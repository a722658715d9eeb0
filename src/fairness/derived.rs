//! Derived Fairness Primitives
//!
//! Higher-level draws built on [`generate_number`] with sequential
//! nonces: batched rolls, deck shuffles, weighted selection, coin flips
//! and coordinates. Each returns the seed commitment alongside the
//! outcome so the audit trail survives into whatever record the caller
//! keeps.

use serde::{Deserialize, Serialize};

use crate::core::hash::ChecksumHex;
use crate::fairness::rng::{generate_number, hash_seed, FairnessError};

/// A batch of sequential draws sharing one base nonce.
#[derive(Clone, Debug, PartialEq, Serialize, Deserialize)]
pub struct MultiRoll {
    /// Results in draw order; draw `i` used nonce `nonce + i`.
    pub results: Vec<i64>,
    /// Commitment to the server seed.
    pub server_seed_hash: ChecksumHex,
    /// Client seed.
    pub client_seed: String,
    /// Base nonce of the batch.
    pub nonce: u64,
    /// Inclusive lower bound.
    pub min: i64,
    /// Inclusive upper bound.
    pub max: i64,
}

/// Generate `count` numbers with sequential nonces.
pub fn generate_multiple(
    server_seed: &str,
    client_seed: &str,
    nonce: u64,
    count: u64,
    min: i64,
    max: i64,
) -> Result<MultiRoll, FairnessError> {
    let mut results = Vec::with_capacity(count as usize);
    for i in 0..count {
        results.push(generate_number(server_seed, client_seed, nonce + i, min, max)?.result);
    }

    Ok(MultiRoll {
        results,
        server_seed_hash: hash_seed(server_seed),
        client_seed: client_seed.to_string(),
        nonce,
        min,
        max,
    })
}

/// A provably shuffled deck.
#[derive(Clone, Debug, PartialEq, Serialize, Deserialize)]
pub struct ShuffledDeck {
    /// Permutation of `0..deck_size`.
    pub deck: Vec<u32>,
    /// Commitment to the server seed.
    pub server_seed_hash: ChecksumHex,
    /// Client seed.
    pub client_seed: String,
    /// Base nonce; swap position `i` used nonce `nonce + i`.
    pub nonce: u64,
    /// Number of cards.
    pub deck_size: u32,
}

/// Fisher-Yates shuffle of `0..deck_size` using one draw per swap
/// position, walked from the top of the deck down.
pub fn shuffle_deck(
    server_seed: &str,
    client_seed: &str,
    nonce: u64,
    deck_size: u32,
) -> Result<ShuffledDeck, FairnessError> {
    let mut deck: Vec<u32> = (0..deck_size).collect();

    for i in (1..deck_size as usize).rev() {
        let j = generate_number(server_seed, client_seed, nonce + i as u64, 0, i as i64)?
            .result as usize;
        deck.swap(i, j);
    }

    Ok(ShuffledDeck {
        deck,
        server_seed_hash: hash_seed(server_seed),
        client_seed: client_seed.to_string(),
        nonce,
        deck_size,
    })
}

/// An item eligible for weighted selection.
#[derive(Clone, Debug, PartialEq, Serialize, Deserialize)]
pub struct WeightedItem {
    /// Caller-meaningful identifier (loot id, drop table entry, ...).
    pub id: String,
    /// Relative weight. Zero-weight items can never be picked.
    pub weight: u64,
}

/// Outcome of a weighted selection.
#[derive(Clone, Debug, PartialEq, Serialize, Deserialize)]
pub struct WeightedPick {
    /// Selected item.
    pub item: WeightedItem,
    /// Raw roll in `[0, total_weight - 1]`.
    pub roll: i64,
    /// Sum of all weights.
    pub total_weight: u64,
    /// Commitment to the server seed.
    pub server_seed_hash: ChecksumHex,
    /// Client seed.
    pub client_seed: String,
    /// Nonce of the underlying draw.
    pub nonce: u64,
}

/// Weighted random selection by cumulative-weight scan over one draw.
pub fn weighted_random(
    server_seed: &str,
    client_seed: &str,
    nonce: u64,
    items: &[WeightedItem],
) -> Result<WeightedPick, FairnessError> {
    let total_weight: u64 = items.iter().map(|i| i.weight).sum();
    if total_weight == 0 {
        return Err(FairnessError::EmptyWeights);
    }

    let roll = generate_number(server_seed, client_seed, nonce, 0, total_weight as i64 - 1)?;

    let mut cumulative = 0u64;
    for item in items {
        cumulative += item.weight;
        if (roll.result as u64) < cumulative {
            return Ok(WeightedPick {
                item: item.clone(),
                roll: roll.result,
                total_weight,
                server_seed_hash: roll.server_seed_hash,
                client_seed: roll.client_seed,
                nonce,
            });
        }
    }

    // Unreachable: the roll is strictly below the final cumulative weight.
    Err(FairnessError::EmptyWeights)
}

/// Which face a coin landed on.
#[derive(Clone, Copy, Debug, PartialEq, Eq, Serialize, Deserialize)]
pub enum CoinSide {
    /// Roll produced 1.
    Heads,
    /// Roll produced 0.
    Tails,
}

/// Outcome of a coin flip.
#[derive(Clone, Debug, PartialEq, Serialize, Deserialize)]
pub struct CoinFlip {
    /// True on heads.
    pub heads: bool,
    /// Face, for display layers.
    pub side: CoinSide,
    /// Commitment to the server seed.
    pub server_seed_hash: ChecksumHex,
    /// Client seed.
    pub client_seed: String,
    /// Nonce of the underlying draw.
    pub nonce: u64,
}

/// Provably fair coin flip (a single draw in `[0, 1]`).
pub fn coin_flip(
    server_seed: &str,
    client_seed: &str,
    nonce: u64,
) -> Result<CoinFlip, FairnessError> {
    let roll = generate_number(server_seed, client_seed, nonce, 0, 1)?;
    let heads = roll.result == 1;

    Ok(CoinFlip {
        heads,
        side: if heads { CoinSide::Heads } else { CoinSide::Tails },
        server_seed_hash: roll.server_seed_hash,
        client_seed: roll.client_seed,
        nonce,
    })
}

/// Bounds for coordinate generation. The z range is optional for 2D
/// games; when absent, z is fixed at 0 and no nonce is spent on it.
#[derive(Clone, Debug, PartialEq, Serialize, Deserialize)]
pub struct CoordinateBounds {
    /// Inclusive x range.
    pub x: (i64, i64),
    /// Inclusive y range.
    pub y: (i64, i64),
    /// Inclusive z range, if the game has a third axis.
    pub z: Option<(i64, i64)>,
}

/// A provably fair position.
#[derive(Clone, Debug, PartialEq, Serialize, Deserialize)]
pub struct Coordinates {
    /// X drawn at `nonce`.
    pub x: i64,
    /// Y drawn at `nonce + 1`.
    pub y: i64,
    /// Z drawn at `nonce + 2`, or 0 without a z range.
    pub z: i64,
    /// Commitment to the server seed.
    pub server_seed_hash: ChecksumHex,
    /// Client seed.
    pub client_seed: String,
    /// Base nonce.
    pub nonce: u64,
    /// Bounds the draw was constrained to.
    pub bounds: CoordinateBounds,
}

/// Generate coordinates within bounds, one axis per sequential nonce.
pub fn generate_coordinates(
    server_seed: &str,
    client_seed: &str,
    nonce: u64,
    bounds: CoordinateBounds,
) -> Result<Coordinates, FairnessError> {
    let x = generate_number(server_seed, client_seed, nonce, bounds.x.0, bounds.x.1)?.result;
    let y = generate_number(server_seed, client_seed, nonce + 1, bounds.y.0, bounds.y.1)?.result;
    let z = match bounds.z {
        Some((min_z, max_z)) => {
            generate_number(server_seed, client_seed, nonce + 2, min_z, max_z)?.result
        }
        None => 0,
    };

    Ok(Coordinates {
        x,
        y,
        z,
        server_seed_hash: hash_seed(server_seed),
        client_seed: client_seed.to_string(),
        nonce,
        bounds,
    })
}

// =============================================================================
// TESTS
// =============================================================================

#[cfg(test)]
mod tests {
    use super::*;
    use proptest::prelude::*;

    const SERVER_SEED: &str =
        "a3f1c2d4e5b6978812345678deadbeefa3f1c2d4e5b6978812345678deadbeef";
    const CLIENT_SEED: &str = "0123456789abcdef0123456789abcdef";

    #[test]
    fn test_generate_multiple_known_values() {
        let batch =
            generate_multiple(SERVER_SEED, CLIENT_SEED, 10, 5, 1, 6).unwrap();
        assert_eq!(batch.results, vec![5, 4, 1, 4, 2]);
        assert_eq!(batch.nonce, 10);
    }

    #[test]
    fn test_generate_multiple_matches_sequential_singles() {
        let batch = generate_multiple(SERVER_SEED, CLIENT_SEED, 50, 8, 0, 99).unwrap();
        for (i, result) in batch.results.iter().enumerate() {
            let single =
                generate_number(SERVER_SEED, CLIENT_SEED, 50 + i as u64, 0, 99).unwrap();
            assert_eq!(*result, single.result);
        }
    }

    #[test]
    fn test_shuffle_known_permutation() {
        let shuffled = shuffle_deck(SERVER_SEED, CLIENT_SEED, 100, 8).unwrap();
        assert_eq!(shuffled.deck, vec![3, 4, 6, 5, 7, 2, 1, 0]);
    }

    #[test]
    fn test_shuffle_is_permutation() {
        let shuffled = shuffle_deck(SERVER_SEED, CLIENT_SEED, 0, 52).unwrap();
        assert_eq!(shuffled.deck.len(), 52);

        let mut sorted = shuffled.deck.clone();
        sorted.sort_unstable();
        let expected: Vec<u32> = (0..52).collect();
        assert_eq!(sorted, expected);
    }

    #[test]
    fn test_shuffle_determinism() {
        let a = shuffle_deck(SERVER_SEED, CLIENT_SEED, 7, 52).unwrap();
        let b = shuffle_deck(SERVER_SEED, CLIENT_SEED, 7, 52).unwrap();
        assert_eq!(a.deck, b.deck);

        let c = shuffle_deck(SERVER_SEED, CLIENT_SEED, 8, 52).unwrap();
        assert_ne!(a.deck, c.deck);
    }

    #[test]
    fn test_weighted_random_known_pick() {
        let items = vec![
            WeightedItem { id: "common".into(), weight: 70 },
            WeightedItem { id: "rare".into(), weight: 25 },
            WeightedItem { id: "epic".into(), weight: 5 },
        ];

        // Roll at nonce 42 over total weight 100 lands at 57: common.
        let pick = weighted_random(SERVER_SEED, CLIENT_SEED, 42, &items).unwrap();
        assert_eq!(pick.roll, 57);
        assert_eq!(pick.item.id, "common");
        assert_eq!(pick.total_weight, 100);
    }

    #[test]
    fn test_weighted_random_rejects_zero_total() {
        let items = vec![WeightedItem { id: "dud".into(), weight: 0 }];
        assert_eq!(
            weighted_random(SERVER_SEED, CLIENT_SEED, 0, &items),
            Err(FairnessError::EmptyWeights)
        );
        assert_eq!(
            weighted_random(SERVER_SEED, CLIENT_SEED, 0, &[]),
            Err(FairnessError::EmptyWeights)
        );
    }

    #[test]
    fn test_coin_flip_known_value() {
        let flip = coin_flip(SERVER_SEED, CLIENT_SEED, 3).unwrap();
        assert!(!flip.heads);
        assert_eq!(flip.side, CoinSide::Tails);
    }

    #[test]
    fn test_coordinates_known_values() {
        let bounds = CoordinateBounds {
            x: (-100, 100),
            y: (0, 50),
            z: Some((0, 10)),
        };
        let coords =
            generate_coordinates(SERVER_SEED, CLIENT_SEED, 200, bounds).unwrap();
        assert_eq!((coords.x, coords.y, coords.z), (-8, 40, 5));
    }

    #[test]
    fn test_coordinates_without_z() {
        let bounds = CoordinateBounds {
            x: (0, 10),
            y: (0, 10),
            z: None,
        };
        let coords = generate_coordinates(SERVER_SEED, CLIENT_SEED, 0, bounds).unwrap();
        assert_eq!(coords.z, 0);
    }

    proptest! {
        #[test]
        fn prop_shuffle_always_permutation(nonce in 0u64..10_000, deck_size in 1u32..64) {
            let shuffled = shuffle_deck(SERVER_SEED, CLIENT_SEED, nonce, deck_size).unwrap();
            let mut sorted = shuffled.deck.clone();
            sorted.sort_unstable();
            let expected: Vec<u32> = (0..deck_size).collect();
            prop_assert_eq!(sorted, expected);
        }

        #[test]
        fn prop_weighted_pick_has_positive_weight(nonce in 0u64..10_000) {
            let items = vec![
                WeightedItem { id: "a".into(), weight: 1 },
                WeightedItem { id: "b".into(), weight: 0 },
                WeightedItem { id: "c".into(), weight: 3 },
            ];
            let pick = weighted_random(SERVER_SEED, CLIENT_SEED, nonce, &items).unwrap();
            prop_assert!(pick.item.weight > 0);
        }
    }
}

═══

* **Exercise**
Word for word, restate the entries from the first line to the line that has "Number of cards.", both included, and nothing else.

* **Task result**
repository a722658715d9eeb0
filename src/fairness/derived.rs
//! Derived Fairness Primitives
//!
//! Higher-level draws built on [`generate_number`] with sequential
//! nonces: batched rolls, deck shuffles, weighted selection, coin flips
//! and coordinates. Each returns the seed commitment alongside the
//! outcome so the audit trail survives into whatever record the caller
//! keeps.

use serde::{Deserialize, Serialize};

use crate::core::hash::ChecksumHex;
use crate::fairness::rng::{generate_number, hash_seed, FairnessError};

/// A batch of sequential draws sharing one base nonce.
#[derive(Clone, Debug, PartialEq, Serialize, Deserialize)]
pub struct MultiRoll {
    /// Results in draw order; draw `i` used nonce `nonce + i`.
    pub results: Vec<i64>,
    /// Commitment to the server seed.
    pub server_seed_hash: ChecksumHex,
    /// Client seed.
    pub client_seed: String,
    /// Base nonce of the batch.
    pub nonce: u64,
    /// Inclusive lower bound.
    pub min: i64,
    /// Inclusive upper bound.
    pub max: i64,
}

/// Generate `count` numbers with sequential nonces.
pub fn generate_multiple(
    server_seed: &str,
    client_seed: &str,
    nonce: u64,
    count: u64,
    min: i64,
    max: i64,
) -> Result<MultiRoll, FairnessError> {
    let mut results = Vec::with_capacity(count as usize);
    for i in 0..count {
        results.push(generate_number(server_seed, client_seed, nonce + i, min, max)?.result);
    }

    Ok(MultiRoll {
        results,
        server_seed_hash: hash_seed(server_seed),
        client_seed: client_seed.to_string(),
        nonce,
        min,
        max,
    })
}

/// A provably shuffled deck.
#[derive(Clone, Debug, PartialEq, Serialize, Deserialize)]
pub struct ShuffledDeck {
    /// Permutation of `0..deck_size`.
    pub deck: Vec<u32>,
    /// Commitment to the server seed.
    pub server_seed_hash: ChecksumHex,
    /// Client seed.
    pub client_seed: String,
    /// Base nonce; swap position `i` used nonce `nonce + i`.
    pub nonce: u64,
    /// Number of cards.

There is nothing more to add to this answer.